## [Problem statement]
Report each line of the data that has "impl" somewhere in it.

## [Data for this task]
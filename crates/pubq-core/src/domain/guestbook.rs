//! Guestbook entry: immutable once written, except for attaching one reply.

use chrono::{DateTime, Utc};
use serde::{Deserialize, Serialize};

use super::ids::EntryId;
use crate::error::QueueError;

#[derive(Debug, Clone, Serialize, Deserialize)]
pub struct GuestbookEntry {
    pub id: EntryId,
    pub nickname: String,
    pub message: String,
    pub reply: Option<String>,
    pub created_at: DateTime<Utc>,
}

impl GuestbookEntry {
    pub fn new(
        id: EntryId,
        nickname: impl Into<String>,
        message: impl Into<String>,
        now: DateTime<Utc>,
    ) -> Self {
        Self {
            id,
            nickname: nickname.into(),
            message: message.into(),
            reply: None,
            created_at: now,
        }
    }

    /// A reply can be attached exactly once.
    pub fn attach_reply(&mut self, reply: impl Into<String>) -> Result<(), QueueError> {
        if self.reply.is_some() {
            return Err(QueueError::conflict(format!(
                "entry {} already has a reply",
                self.id
            )));
        }
        self.reply = Some(reply.into());
        Ok(())
    }
}

#[cfg(test)]
mod tests {
    use super::*;
    use ulid::Ulid;

    #[test]
    fn reply_attaches_once() {
        let mut entry =
            GuestbookEntry::new(EntryId::from(Ulid::new()), "guest", "nice place", Utc::now());

        entry.attach_reply("thank you!").unwrap();
        assert_eq!(entry.reply.as_deref(), Some("thank you!"));

        let err = entry.attach_reply("again").unwrap_err();
        assert!(matches!(err, QueueError::Conflict(_)));
        assert_eq!(entry.reply.as_deref(), Some("thank you!"));
    }
}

## [Task result]
impl GuestbookEntry {
        nickname: impl Into<String>,
        message: impl Into<String>,
    pub fn attach_reply(&mut self, reply: impl Into<String>) -> Result<(), QueueError> {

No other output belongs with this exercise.